There are two major lemon shark nurseries in Bimini, a small group of islands about 50 miles east of Miami that are part of the Bahamas. The nursery along North Bimini was directly impacted by the dredging to construct the marina for Resorts World Bimini.
During the dredging, scientists noticed fewer of the younger lemon sharks in the north nursery surviving. They presumed harmful metals were introduced into the environment but did not investigate further.
Beal was determined to uncover the truth. She examined an archive of fin tissue samples that had been collected before, during and after the dredging event by The Bimini Sharklab in South Bimini. She wasn’t sure what she’d find. After all, she was using a very novel approach. And fin tissue isn’t the ideal way to look for trace metals.
That’s where epigenetics became key to unraveling the mystery.
Although relatively complex, epigenetics stems from the simple fact that every living thing on earth is a product of where it lives. The basic rulebook for life is DNA. Environmental factors, including trace metals, control what sections of the rulebook will be used — and the bookmarks on those sections are called epigenetic markers. These makrers determine how the rules are read and what changes are activated. Some can stay for a long time and even be passed on to new generations. Over time, the markers can become a record that tells the story of what stressors a living organism experienced.
“Epigenetics gives you an extra layer of understanding. For example, if we find high levels of metals in a tissue epigenetics can show us if it is a stressor for the sharks and what specific body responses are occurring,” Beal said. “This helps us better understand just how stressful it could be for sharks to be exposed to specific amounts of metals.”
When Beal compared the shark fin samples, there was a clear difference in the DNA methylation patterns of the northern and southern juvenile lemon sharks. The northern nursery had a clear signature of the dredging event.
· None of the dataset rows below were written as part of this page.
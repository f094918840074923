//! Note interval type definitions
//!
//! These are the extractor's output and the payload of per-note playback events.

use serde::Serialize;

/// Number of MIDI channels.
pub const CHANNEL_COUNT: usize = 16;

/// The General MIDI percussion channel (channel 10, zero-based).
pub const PERCUSSION_CHANNEL: u8 = 9;

/// Shortest length given to a percussion note, in seconds.
pub const MIN_PERCUSSION_LENGTH: f64 = 0.02;

/// A single note in absolute time.
///
/// # Fields
/// - `pitch`: MIDI key number (0-127)
/// - `start`: Seconds from the beginning of the document
/// - `length`: Seconds between note-on and the note-off that closed it
/// - `velocity`: Note-on velocity scaled to 0.0-1.0 (raw value / 127)
/// - `channel`: MIDI channel (0-15)
#[derive(Debug, Clone, Copy, PartialEq, Serialize)]
#[serde(rename_all = "camelCase")]
pub struct NoteInterval {
    pub pitch: u8,
    pub start: f64,
    pub length: f64,
    pub velocity: f64,
    pub channel: u8,
}

/// Extracted notes, one list per channel, each in note-on order.
#[derive(Debug, Clone, PartialEq, Default, Serialize)]
#[serde(transparent)]
pub struct NoteTimeline {
    channels: [Vec<NoteInterval>; CHANNEL_COUNT],
}

impl NoteTimeline {
    pub(crate) fn from_channels(channels: [Vec<NoteInterval>; CHANNEL_COUNT]) -> Self {
        Self { channels }
    }

    /// Notes on `channel`. Channels outside 0-15 have no notes.
    pub fn channel(&self, channel: u8) -> &[NoteInterval] {
        self.channels
            .get(channel as usize)
            .map(Vec::as_slice)
            .unwrap_or(&[])
    }

    pub fn channels(&self) -> &[Vec<NoteInterval>; CHANNEL_COUNT] {
        &self.channels
    }

    pub fn iter(&self) -> impl Iterator<Item = &NoteInterval> {
        self.channels.iter().flatten()
    }

    pub fn len(&self) -> usize {
        self.channels.iter().map(Vec::len).sum()
    }

    pub fn is_empty(&self) -> bool {
        self.channels.iter().all(Vec::is_empty)
    }

    /// True if some note begins strictly after `seconds`.
    pub fn has_notes_after(&self, seconds: f64) -> bool {
        self.iter().any(|note| note.start > seconds)
    }

    /// All notes ordered by start time.
    ///
    /// Ties keep channel order, then note-on order within the channel.
    pub fn by_start(&self) -> Vec<NoteInterval> {
        let mut notes: Vec<NoteInterval> = self.iter().copied().collect();
        notes.sort_by(|a, b| a.start.total_cmp(&b.start));
        notes
    }
}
One of the trace metals correlated to this unique signature was manganese. Large concentrations can cause neurological effects resembling Parkinson’s disease in humans. Those same neurological effects have been found in mammals, and even fish.
This increased amount of manganese was correlated to the changes in the DNA methylation pattern of sharks in the northern nursery. Beal says this finding is so important because it may provide a stepping stone to identifying when sharks are stressed — or at risk for too much stress. Using this approach would help conservation efforts, especially monitoring and management, because it could help scan for changes in the environment, better pinpointing threats to wild populations. After all, identifying those possible threats is sometimes the hardest part.
“This could apply to other wild populations, to almost any species you can think of. With this approach, you can identify when something is happening and stressing a population,” Beal said. “If all of a sudden, the DNA pattern seems unusual or changed, you can identify something is going on, like if there is pollution in the water — and that’s a major gamechanger.”
The findings were published in Ecological Indicators. This research was supported by the Save Our Seas Foundation and the National Science Foundation.